Syrian forces bombarded parts of the shattered city of Homs anew today and blocked the Red Cross aid meant for civilians stranded for weeks without food and fuel in the former rebel stronghold.
The renewed government assault came a day after UN secretary-general Ban Ki-moon said he had received "grisly reports" that Syrian president Bashar al-Assad's troops were executing, imprisoning and torturing people in the city.
"In an act of pure revenge, Assad's army has been firing mortar rounds and ... machine guns since this morning at Jobar," said the Syrian Network for Human Rights, naming a neighbourhood adjacent to Baba Amro, from which Free Syrian Army rebels pulled out this week after almost a month of siege and shelling.
"We have no immediate reports of casualties because of the difficulty of communications," it said in a statement.
Concern was mounting for civilians in freezing conditions in battered Baba Amro, where International Committee of the Red Cross (ICRC) trucks were still being held up by Assad forces.
Anti-government activists said they feared troops were keeping out the ICRC to prevent aid workers witnessing a reported massacre of rebels in Baba Amro, which had become a symbol of a year-long uprising against Dr Assad's repressive rule.
"The ICRC and Syrian Red Crescent are not yet in Baba Amro today. We are still in negotiations with authorities in order to enter Baba Amro. It is important that we enter today," ICRC spokesman Hicham Hassan told Reuters in Geneva.
A Damascus-based ICRC spokesman said Syrian authorities had given the convoy permission to enter but that government forces on the ground had stopped the trucks because of what they said were unsafe conditions, including "mines and booby traps".
"There has been fighting there for at least a month. The situation cannot be good. They will need food, it's cold, they will need blankets. And there are injured there that need to be evacuated immediately," Saleh Dabbakeh said.

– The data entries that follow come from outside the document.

pub mod migrations;
pub mod models;
pub mod queries;

use anyhow::Result;
use chrono::{DateTime, SecondsFormat, Utc};
use rusqlite::{Connection, ErrorCode};
use std::path::Path;
use std::sync::Mutex;
use std::time::Duration;
use tracing::info;

/// How long SQLite waits on a locked database before reporting BUSY.
const BUSY_TIMEOUT: Duration = Duration::from_secs(2);

pub struct Database {
    conn: Mutex<Connection>,
}

impl Database {
    pub fn open(path: &Path) -> Result<Self> {
        let conn = Connection::open(path)?;

        // WAL mode for concurrent reads
        conn.pragma_update(None, "journal_mode", "WAL")?;
        let db = Self::init(conn)?;

        info!("Database opened at {}", path.display());
        Ok(db)
    }

    pub fn open_in_memory() -> Result<Self> {
        Self::init(Connection::open_in_memory()?)
    }

    fn init(conn: Connection) -> Result<Self> {
        conn.pragma_update(None, "foreign_keys", "ON")?;
        conn.busy_timeout(BUSY_TIMEOUT)?;

        migrations::run(&conn)?;

        Ok(Self {
            conn: Mutex::new(conn),
        })
    }

    pub fn with_conn<F, T>(&self, f: F) -> Result<T>
    where
        F: FnOnce(&Connection) -> Result<T>,
    {
        let conn = self.conn.lock().map_err(|e| anyhow::anyhow!("DB lock poisoned: {}", e))?;
        f(&conn)
    }
}

/// True when the error is SQLite reporting a busy or locked database, which
/// is worth retrying.
pub fn is_transient(err: &anyhow::Error) -> bool {
    err.chain().any(|cause| match cause.downcast_ref::<rusqlite::Error>() {
        Some(rusqlite::Error::SqliteFailure(e, _)) => {
            matches!(e.code, ErrorCode::DatabaseBusy | ErrorCode::DatabaseLocked)
        }
        _ => false,
    })
}

/// True when the error is a UNIQUE constraint failing, such as a second
/// account for the same email.
pub fn is_unique_violation(err: &anyhow::Error) -> bool {
    err.chain().any(|cause| {
        matches!(
            cause.downcast_ref::<rusqlite::Error>(),
            Some(rusqlite::Error::SqliteFailure(e, _))
                if e.extended_code == rusqlite::ffi::SQLITE_CONSTRAINT_UNIQUE
        )
    })
}

/// Fixed-width UTC timestamp so stored values sort and compare as text.
pub fn format_time(t: DateTime<Utc>) -> String {
    t.to_rfc3339_opts(SecondsFormat::Millis, true)
}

Elsewhere in Syria, anti-Assad activists reported mass arrests and the killing of six soldiers, while the government's Sanaa news agency reported a suicide car bombing in the southern town of Deraa, a blast activists denied was a suicide attack.

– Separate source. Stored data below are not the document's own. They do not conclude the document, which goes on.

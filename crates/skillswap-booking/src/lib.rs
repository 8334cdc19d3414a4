//! Credit ledger and session booking workflow.

pub mod config;
pub mod error;
pub mod ledger;
pub mod retry;
pub mod service;
pub mod session;
pub mod sweeper;

pub use config::BookingConfig;
pub use error::BookingError;
pub use ledger::CreditLedger;
pub use service::BookingService;
pub use session::{Actor, NewSession, SessionAction};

Syrian state television conducted interviews with unnamed civilians in what it said was Baba Amro, against a backdrop of empty streets, some with heavy conflict damage.
"Anyone who went out on the street was kidnapped or slaughtered. We called for the army to come in. God bless the army, they saved us from the armed terrorist gangs," said one interviewee, referring to the Free Syrian Army rebels.
In unusually tough remarks to the 193-member UN General Assembly last night, Mr Ban explicitly blamed Damascus for the fate of civilians in the conflict.
"The brutal fighting has trapped civilians in their homes, without food, heat or electricity or medical care, without any chance of evacuating the wounded or burying the dead. People have been reduced to melting snow for drinking water," he said. "This atrocious assault is all the more appalling for having been waged by the government itself, systematically attacking its own people."
Syrian UN ambassador Bashar Ja'afari, said Mr Ban's comments included "extremely virulent rhetoric which confines itself to slandering a government based on reports, opinions or hearsay."
Russia and China twice vetoed council resolutions that would have condemned Damascus and demanded it halt the crackdown on anti-Assad demonstrators, accusing Western and Arab nations of pushing for Libya-style "regime change" in Syria.
Wounded British photographer Paul Conroy, who escaped Homs earlier this week, said yesterday he had witnessed Syrian troops carrying out a massacre in heavily-shelled Baba Amro.
"I've worked in many war zones - I've never seen or been in shelling like this," the Sunday Times photographer said from a hospital bed in central London.
"I'm an ex-artillery gunner so I can kind of follow the patterns - they are systematically moving through neighbourhoods with munitions that are used for battlefields. It's not a war, it's a massacre, an indiscriminate massacre of men, woman and children."
Western diplomats on Saturday received the bodies of American journalist Marie Colvin and French photographer Remi Ochlik, who were killed on February 22nd during a shelling of Baba Amro.
The diplomats, believed to be the French ambassador to Syria and a representative from the Polish embassy, which is managing US affairs in Syria, took the bodies from the Al-Assad University Hospital in Damascus.
Today’s bombing in Daraa marked the first time a suicide bombing struck an opposition stronghold. Daraa is the birthplace of the nearly year-old uprising against Dr Assad. The revolt has killed more than 7,500 people, according to most recent UN estimates.
Syria's government said in December that "armed terrorists" had killed more than 2,000 soldiers and police during the unrest.